А пата в Зоне не бывает.

«Люди делятся на две категории, товарищ, — с мучительной одышкой произнёс в голове Клубина Вобенака три года назад. Или пять? — На тех, кто не попал в „сортир“, и на тех, кто попал. А если уж ты из второй категории, товарищ, и стоишь посреди „сортира“, и как быть дальше — хер его знает, смело посылай вперёд своего ведомого». Они стояли в тоннеле, облицованном туалетной пупырчатой зелёной кафельной плиткой. У Вобенаки было расколото забрало украшенного намалёванными суриком буквами «СССР» шлема. Сзади в темноте ворочался, принюхиваясь к их следам, голегром, почти нетраченный, только что проснувшийся. Впереди был прямоугольный поворот, и за поворотом их что-то ждало, притаившись, и почти наверняка это и был описанный Фаллаутом «кубик Рубика», «кубератор» с несчётным ходом воздухо-воздушных лезвий. Вобенака был вооружён ещё более бесполезным, чем обычно, то есть пустым, «пээмом», а у Клубина был FABARM SPAS-14 АС с четырьмя патронами в барабане, принадлежавший погибшему пятьдесят метров назад Диме Окоротюку. Больше у них ничего не было. И поворот впереди. «Ну чего, товарищ? — сказал Вобенака. — Пата в Зоне не бывает. Не прокатывает в Зоне пат. Попавшие в „сортир“ люди тоже делятся на две категории. Ведомый — здесь — ты. Вперёд, Эндрю».

— Лёша, сынок, — сказал Клубин. — Вперёд.

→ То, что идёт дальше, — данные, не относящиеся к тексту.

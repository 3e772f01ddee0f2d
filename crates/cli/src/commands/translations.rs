use anyhow::{Context, Result};
use std::path::PathBuf;
use wordtowallet_core::config::load_site_config;
use wordtowallet_i18n::{FsMessageStore, MessageStore, merge_catalogs, missing_keys};

/// Fill every target catalog with the source locale's missing keys
pub async fn merge(config_path: PathBuf, dry_run: bool) -> Result<()> {
    let config = load_site_config(&config_path).context("Failed to load site config")?;
    let mut store = FsMessageStore::new(&config.i18n.messages_dir);

    println!(
        "🌍 Merging '{}' messages into {} locale(s){}",
        config.i18n.source_locale,
        config.locales.len().saturating_sub(1),
        if dry_run { " (dry run)" } else { "" }
    );
    println!("   Catalogs: {}", store.dir().display());

    let reports = merge_catalogs(&mut store, &config.i18n.source_locale, &config.locales, dry_run)
        .context("Translation merge failed")?;

    for entry in &reports {
        let note = if entry.created { " (new catalog)" } else { "" };
        println!(
            "   ✓ {}: {} key(s) added{}",
            entry.locale,
            entry.report.added.len(),
            note
        );
        for conflict in &entry.report.conflicts {
            tracing::warn!(
                locale = %entry.locale,
                key = %conflict,
                "target has a plain value where the source has nested keys, kept target value"
            );
        }
    }

    let total: usize = reports.iter().map(|r| r.report.added.len()).sum();
    println!();
    if dry_run {
        println!("✅ Dry run complete, {} key(s) would be added", total);
    } else {
        println!("✅ Merge complete, {} key(s) added", total);
    }

    Ok(())
}

/// Report missing keys without writing; fails when anything is missing
pub async fn check(config_path: PathBuf) -> Result<()> {
    let config = load_site_config(&config_path).context("Failed to load site config")?;
    let store = FsMessageStore::new(&config.i18n.messages_dir);
    let source = &config.i18n.source_locale;

    let canonical = store
        .load(source)?
        .with_context(|| format!("Source catalog missing: {}", store.path_for(source).display()))?;

    let mut incomplete = 0;
    for locale in config.locales.iter().filter(|l| *l != source) {
        let tree = store.load(locale)?.unwrap_or_default();
        let missing = missing_keys(&canonical, &tree);
        if missing.is_empty() {
            println!("   ✓ {}: complete", locale);
            continue;
        }

        incomplete += 1;
        println!("   ✗ {}: {} missing key(s)", locale, missing.len());
        for key in &missing {
            println!("       {}", key);
        }
    }

    if incomplete > 0 {
        anyhow::bail!(
            "{} locale(s) missing keys; run 'wordtowallet translations merge'",
            incomplete
        );
    }

    println!("✅ All catalogs complete");
    Ok(())
}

— А можно идти-то? — спросил Лёша Лёшевич.

— Нельзя, — сказал Клубин. — Но надо. Вперёд, ведомый.

— Так надо, папа? — уточнил, помолчав, Лёша Лёшевич.

— Да, — сказал Клубин. — Вперёд, ведомый. Стоп! — И очень быстро, чтобы не успела у Лёши Лёшевича вспыхнуть надежда: — Перчатки надеть. Теперь — вперёд. Надо.

— Надо так надо, — сказал Лёша Лёшевич.

И слепой Клубин был рад, что он сейчас слеп.

Глава 12

ESCAPE

I see trees of green, red roses too

I see 'em bloom for me and you

And I think to myself, what a wonderful world

I see skies of blue, clouds of white

The bright blessed days, and dark sacred nights

And I think to myself, what a wonderful world.

George David Weiss, George Douglas

Миссисипи — раз.

Очень редко и только в качестве поощрения за «хорошую работу» Эйч-Мент Девермейер приглашал отличившегося подчинённого куда-нибудь «к себе» и делился мудростью. Несколько раз удостоен был приобщиться эйч-ментовских тайн и Клубин. Звонок, «сегодня в девять вечера туда-то подойди, тебя пропустят», отбой.